Esistono un serie di accordi di cooperazione tra Riad e l’AIEA, compresa l’applicazione di salvaguardie in relazione al Trattato di non Proliferazione delle Armi Nucleari siglato nel 2019.5
Nel 2018, il Ministero degli Affari Esteri del Regno aveva annunciato l’approvazione da parte delle autorità saudite di un programma nazionale per lo sviluppo dell’energia nucleare per usi pacifici ed una gara d’appalto che vide la partecipazione della russa Rosatom, per la realizzazione della prima centrale nucleare del paese.
Si prevedeva allora la creazione di 16 reattori nucleari con una capacità totale di 17,6 GW nei successivi 25 anni, con una spesa di 80 miliardi di dollari, per la generazione di elettricità e la desalinizzazione. In occasione dell’annuncio Riad aveva anche espresso la speranza di un sostegno statunitense all’interno di un quadro di accordi che vigilasse sull’impiego esclusivamente civile del nucleare. 6
Nonostante il Regno saudita abbia garantito di aderire agli standard di sicurezza internazionali e di sviluppare il programma nucleare per scopi civili,7 vi sono state già diversi anni fa dichiarazioni che lasciavano presagire la possibilità di un impiego diverso. Infatti, nel 2018, in una intervista rilasciata alla CBS, il principe Mohammed bin Salman dichiarò che benché Riad non percepisse l’Iran come un concorrente dell’Arabia Saudita (il suo esercito non era tra i cinque più potenti del mondo musulmano e l’economia saudita era più forte di quella iraniana), era sua opinione che Khamenei fosse “un nuovo Hitler” che mirava all’espansione del suo impero in Medio Oriente, ragion per cui affermò che la monarchia saudita si sarebbe munita il prima possibile di una bomba nucleare qualora l’Iran avesse fatto altrettanto.8 A queste dichiarazioni fecero eco quelle del Ministro degli Esteri Adel Al-Jubeir che in una intervista alla CNN confermò l’intento.9 Se da un lato gli Stati Uniti erano appena usciti dall’accordo sul nucleare sotto la presidenza Trump e quindi il timore della reazione di Teheran era forte, dall’altro, va sottolineato che già nel 2003 il defunto re saudita Abdullah Bin Abdul Aziz aveva manifestato lo stesso intento.

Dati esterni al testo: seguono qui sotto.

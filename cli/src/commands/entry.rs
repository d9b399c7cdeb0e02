use anyhow::Result;
use chrono::{Local, Utc};
use std::process;

use kcal_core::models::{DaySummary, EntryEdit, GoalStatus, ManualEntry, Per100};
use kcal_core::service::Tracker;

use super::helpers::{json_error, no_neg_zero, print_entry_table};

pub(crate) fn cmd_today(tracker: &Tracker, json: bool) -> Result<()> {
    let settings = tracker.settings()?;
    let summary = tracker.today(&settings, Utc::now(), &Local)?;

    if json {
        println!("{}", serde_json::to_string_pretty(&summary)?);
        return Ok(());
    }

    let date = summary.date;
    println!("=== {date} ===\n");
    if summary.entries.is_empty() {
        println!("  No entries yet.\n");
    } else {
        print_entry_table(&summary.entries);
        println!();
    }
    print_goal_lines(&summary);

    Ok(())
}

fn status_marker(status: GoalStatus) -> &'static str {
    match status {
        GoalStatus::Under => "under",
        GoalStatus::OnTarget => "on target",
        GoalStatus::Over => "over",
    }
}

fn print_goal_lines(summary: &DaySummary) {
    let t = &summary.totals;
    let g = &summary.goals;
    let p = &summary.progress;
    let rows = [
        ("kcal", t.kcal, g.kcal, p.kcal, ""),
        ("Protein", t.protein, g.protein, p.protein, "g"),
        ("Fat", t.fat, g.fat, p.fat, "g"),
        ("Carbs", t.carb, g.carb, p.carb, "g"),
    ];
    for (label, value, goal, status, unit) in rows {
        let value = no_neg_zero(value);
        let marker = status_marker(status);
        println!("  {label:<8} {value:>6.0}{unit} / {goal}{unit}  ({marker})");
    }
}

pub(crate) fn cmd_add(
    tracker: &Tracker,
    name: &str,
    weight: f64,
    per_100: Per100,
    json: bool,
) -> Result<()> {
    let entry = tracker.log_manual(
        ManualEntry {
            name: name.to_string(),
            weight,
            per_100,
        },
        Utc::now(),
    )?;

    if json {
        println!("{}", serde_json::to_string_pretty(&entry)?);
    } else {
        let id = entry.id;
        let name = &entry.name;
        let kcal = entry.kcal;
        println!("Logged {name}, {weight:.0}g, {kcal:.0} kcal (id: {id})");
    }

    Ok(())
}

pub(crate) fn cmd_use(tracker: &Tracker, product_id: i64, weight: f64, json: bool) -> Result<()> {
    let entry = tracker.log_product(product_id, weight, Utc::now())?;

    if json {
        println!("{}", serde_json::to_string_pretty(&entry)?);
    } else {
        let id = entry.id;
        let name = &entry.name;
        let grams = entry.weight;
        let kcal = entry.kcal;
        println!("Logged {name}, {grams:.0}g, {kcal:.0} kcal (id: {id})");
    }

    Ok(())
}

pub(crate) fn cmd_edit(tracker: &Tracker, entry_id: i64, edit: &EntryEdit, json: bool) -> Result<()> {
    let entry = tracker.edit_entry(entry_id, edit)?;

    if json {
        println!("{}", serde_json::to_string_pretty(&entry)?);
    } else {
        let name = &entry.name;
        let grams = entry.weight;
        let kcal = entry.kcal;
        println!("Updated entry {entry_id}: {name}, {grams:.0}g, {kcal:.0} kcal");
    }

    Ok(())
}

pub(crate) fn cmd_delete(tracker: &Tracker, entry_id: i64, json: bool) -> Result<()> {
    if tracker.delete_entry(entry_id)? {
        if json {
            println!("{}", serde_json::json!({ "deleted": entry_id }));
        } else {
            println!("Deleted entry {entry_id}");
        }
    } else {
        if json {
            println!("{}", json_error(&format!("Entry {entry_id} not found")));
        } else {
            eprintln!("Entry {entry_id} not found");
        }
        process::exit(2);
    }

    Ok(())
}

#[cfg(test)]
mod tests {
    use super::*;

    #[test]
    fn test_status_marker() {
        assert_eq!(status_marker(GoalStatus::Under), "under");
        assert_eq!(status_marker(GoalStatus::OnTarget), "on target");
        assert_eq!(status_marker(GoalStatus::Over), "over");
    }

    #[test]
    fn test_add_and_delete_entry() {
        let tracker = Tracker::new_in_memory().unwrap();
        let per_100 = Per100 {
            kcal: 52.0,
            protein: 0.4,
            fat: 0.4,
            carb: 9.8,
        };
        cmd_add(&tracker, "Яблоко", 150.0, per_100, true).unwrap();
        let entries = tracker.database().get_all_entries().unwrap();
        assert_eq!(entries.len(), 1);
        assert_eq!(entries[0].kcal, 78.0);

        cmd_delete(&tracker, entries[0].id, true).unwrap();
        assert!(tracker.database().get_all_entries().unwrap().is_empty());
    }

    #[test]
    fn test_add_rejects_negative_weight() {
        let tracker = Tracker::new_in_memory().unwrap();
        assert!(cmd_add(&tracker, "Яблоко", -1.0, Per100::default(), false).is_err());
    }
}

A differenza dell’Iran, l’Arabia Saudita ha risorse di uranio nel suo deserto e ha adottato un piano di estrazione all’interno del progetto Saudi Vision 2030. Secondo The Guardian il paese sarebbe in grado di produrre più di 90.000 tonnellate di uranio all’anno,10 volume sufficiente non solo per fornire al Regno energia atomica, ma anche per l’implementazione di armi nucleari. Riad rifiuta di accettare le stesse restrizioni imposte agli Emirati Arabi Uniti in base all’Accordo 123 (l’accordo prevede che un paese rinunci all’arricchimento dell’uranio o al riprocessamento del plutonio, che sono due meccanismi per implementare armi nucleari). Abu Dhabi ebbe il via libera di Washington rispetto al suo programma nucleare, a patto di non arricchire l’Uranio in loco ma di importarlo11.

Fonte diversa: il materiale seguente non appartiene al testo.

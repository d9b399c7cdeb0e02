use std::io::Write;
use std::path::Path;

use anyhow::{Context, Result};
use chrono::Local;

use kcal_core::service::Tracker;

#[derive(Debug, Clone, Copy, PartialEq, Eq)]
pub(crate) enum ExportKind {
    Products,
    History,
}

/// Writes the CSV to `output`, or to stdout when no file is given.
pub(crate) fn cmd_export(tracker: &Tracker, kind: ExportKind, output: Option<&Path>) -> Result<()> {
    let csv = match kind {
        ExportKind::Products => tracker.export_products()?,
        ExportKind::History => tracker.export_history(&Local)?,
    };

    match output {
        Some(path) => {
            std::fs::write(path, &csv)
                .with_context(|| format!("Failed to write file: {}", path.display()))?;
            let rows = csv.lines().count().saturating_sub(1);
            eprintln!("Exported {rows} rows to {}", path.display());
        }
        None => {
            let mut stdout = std::io::stdout().lock();
            stdout.write_all(csv.as_bytes())?;
            stdout.flush()?;
        }
    }

    Ok(())
}

#[cfg(test)]
mod tests {
    use super::*;
    use kcal_core::models::NewProduct;

    #[test]
    fn test_export_products_to_file() {
        let dir = tempfile::tempdir().unwrap();
        let path = dir.path().join("out.csv");
        let tracker = Tracker::new_in_memory().unwrap();
        tracker
            .add_product(&NewProduct::with_macros("Яблоко", Some(52.0), 0.4, 0.4, 9.8))
            .unwrap();

        cmd_export(&tracker, ExportKind::Products, Some(&path)).unwrap();
        let written = std::fs::read_to_string(&path).unwrap();
        assert_eq!(
            written,
            "Название;Ккал;Белки;Жиры;Углеводы\nЯблоко;52;0.4;0.4;9.8\n"
        );
    }

    #[test]
    fn test_export_empty_history_has_header() {
        let dir = tempfile::tempdir().unwrap();
        let path = dir.path().join("history.csv");
        let tracker = Tracker::new_in_memory().unwrap();
        cmd_export(&tracker, ExportKind::History, Some(&path)).unwrap();
        let written = std::fs::read_to_string(&path).unwrap();
        assert_eq!(written.lines().count(), 1);
        assert!(written.starts_with("Дата;"));
    }
}
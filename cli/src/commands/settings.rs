use anyhow::Result;
use tabled::{Table, Tabled, settings::Style};

use kcal_core::service::Tracker;
use kcal_core::settings::SettingKey;

pub(crate) fn cmd_settings_show(tracker: &Tracker, json: bool) -> Result<()> {
    #[derive(Tabled)]
    struct SettingRow {
        #[tabled(rename = "Key")]
        key: &'static str,
        #[tabled(rename = "Value")]
        value: String,
    }

    let settings = tracker.settings()?;

    if json {
        println!("{}", serde_json::to_string_pretty(&settings)?);
        return Ok(());
    }

    let rows = vec![
        SettingRow {
            key: SettingKey::GoalKcal.as_str(),
            value: settings.goal_kcal.to_string(),
        },
        SettingRow {
            key: SettingKey::GoalProt.as_str(),
            value: settings.goal_prot.to_string(),
        },
        SettingRow {
            key: SettingKey::GoalFat.as_str(),
            value: settings.goal_fat.to_string(),
        },
        SettingRow {
            key: SettingKey::GoalCarb.as_str(),
            value: settings.goal_carb.to_string(),
        },
        SettingRow {
            key: SettingKey::DayStartHour.as_str(),
            value: settings.day_start_hour.to_string(),
        },
        SettingRow {
            key: SettingKey::DarkTheme.as_str(),
            value: settings.dark_theme.to_string(),
        },
        SettingRow {
            key: SettingKey::SpecRecs.as_str(),
            value: settings.spec_recs.to_string(),
        },
    ];

    let table = Table::new(&rows).with(Style::rounded()).to_string();
    println!("{table}");

    Ok(())
}

pub(crate) fn cmd_settings_set(tracker: &Tracker, key: &str, value: &str, json: bool) -> Result<()> {
    let key: SettingKey = key.parse()?;
    let stored = tracker.set_setting(key, value)?;

    if json {
        println!("{}", serde_json::json!({ "key": key.as_str(), "value": stored }));
    } else {
        println!("{key} = {stored}");
    }

    Ok(())
}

Ciononostante, va ricordato che in quanto membro del NPT, la monarchia saudita è legalmente obbligato a non perseguire mai lo sviluppo di armamenti nucleari e ad adoperarsi per la loro eventuale eliminazione. Riad ha anche partecipato ai negoziati per il Trattato sulla Proibizione delle Armi Nucleari e ha votato a favore della sua adozione. In una dichiarazione alle Nazioni Unite, l’Arabia Saudita ha riaffermato che:
“la sicurezza e la stabilità in nessuna regione possono essere raggiunte attraverso il possesso di armi di distruzione di massa”.12
Un dato negativo, invece, è la mancata sottoscrizione del protocollo aggiuntivo con l’AIEA, il che limita il potere investigativo internazionale nei suoi impianti nucleari.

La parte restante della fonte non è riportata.